Information supplied:

▬▬▬▬▬▬▬▬▬▬

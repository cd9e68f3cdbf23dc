// crates/clean_text/src/config.rs

use process_folder::Mode;

/// Centralized runtime configuration parsed from the CLI. Everything the
/// run needs is carried here explicitly; nothing lives in globals.
#[derive(Clone, Debug)]
pub struct AppConfig {
    pub input_dir: String,
    pub output_dir: String,
    pub mode: Mode,
    pub verbose: bool,
}
// crates/filter_invalid_lines/src/lib.rs

use once_cell::sync::Lazy;
use regex::Regex;

use line_marker::KEEP_MARKERS;

// Matches lines consisting solely of allow-listed characters: ASCII
// letters, digits, the punctuation set +-_:;,.=/\*() plus space, tab,
// newline and carriage return.
static ALLOWED_LINE_RE: Lazy<Regex> =
    Lazy::new(|| Regex::new(r"^[A-Za-z0-9+\-_:;,.=/\\*() \t\n\r]*$").unwrap());

/// Result of filtering one file's content.
#[derive(Debug, Clone, PartialEq, Eq)]
pub struct FilterOutcome {
    /// The kept lines, concatenated in their original order.
    pub content: String,
    /// Number of lines dropped for containing a disallowed character.
    pub lines_removed: usize,
}

/// Returns `true` if the line survives validation.
///
/// A line whose trimmed content starts with one of the keep markers
/// ("P1"/"P2") is kept unconditionally; its content is not inspected
/// further. Every other line must consist solely of allow-listed
/// characters.
pub fn is_line_valid(line: &str) -> bool {
    let trimmed = line.trim();
    if KEEP_MARKERS.iter().any(|marker| trimmed.starts_with(marker)) {
        return true;
    }
    ALLOWED_LINE_RE.is_match(line)
}

/// Filters `content` line by line, keeping only lines that pass
/// [`is_line_valid`].
///
/// Lines keep their terminators attached, so the output is a prefix-
/// preserving subsequence of the input: no line is reordered, merged or
/// partially repaired — a line with a single disallowed character is
/// dropped whole. A final line without a trailing newline keeps that
/// shape.
pub fn filter_invalid_lines(content: &str) -> FilterOutcome {
    let mut kept = String::with_capacity(content.len());
    let mut lines_removed = 0;

    for line in content.split_inclusive('\n') {
        if is_line_valid(line) {
            kept.push_str(line);
        } else {
            lines_removed += 1;
        }
    }

    FilterOutcome {
        content: kept,
        lines_removed,
    }
}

▬▬▬▬▬▬▬▬▬▬

Aim of the task:
Quote the records above exactly, from the first line through the line containing "if KEEP_MARKERS.iter().any(|marker| trimmed.starts_with(marker))", and nothing more.

Exercise output:
repository cd9e68f3cdbf23dc
// crates/clean_text/src/config.rs

use process_folder::Mode;

/// Centralized runtime configuration parsed from the CLI. Everything the
/// run needs is carried here explicitly; nothing lives in globals.
#[derive(Clone, Debug)]
pub struct AppConfig {
    pub input_dir: String,
    pub output_dir: String,
    pub mode: Mode,
    pub verbose: bool,
}
// crates/filter_invalid_lines/src/lib.rs

use once_cell::sync::Lazy;
use regex::Regex;

use line_marker::KEEP_MARKERS;

// Matches lines consisting solely of allow-listed characters: ASCII
// letters, digits, the punctuation set +-_:;,.=/\*() plus space, tab,
// newline and carriage return.
static ALLOWED_LINE_RE: Lazy<Regex> =
    Lazy::new(|| Regex::new(r"^[A-Za-z0-9+\-_:;,.=/\\*() \t\n\r]*$").unwrap());

/// Result of filtering one file's content.
#[derive(Debug, Clone, PartialEq, Eq)]
pub struct FilterOutcome {
    /// The kept lines, concatenated in their original order.
    pub content: String,
    /// Number of lines dropped for containing a disallowed character.
    pub lines_removed: usize,
}

/// Returns `true` if the line survives validation.
///
/// A line whose trimmed content starts with one of the keep markers
/// ("P1"/"P2") is kept unconditionally; its content is not inspected
/// further. Every other line must consist solely of allow-listed
/// characters.
pub fn is_line_valid(line: &str) -> bool {
    let trimmed = line.trim();
    if KEEP_MARKERS.iter().any(|marker| trimmed.starts_with(marker)) {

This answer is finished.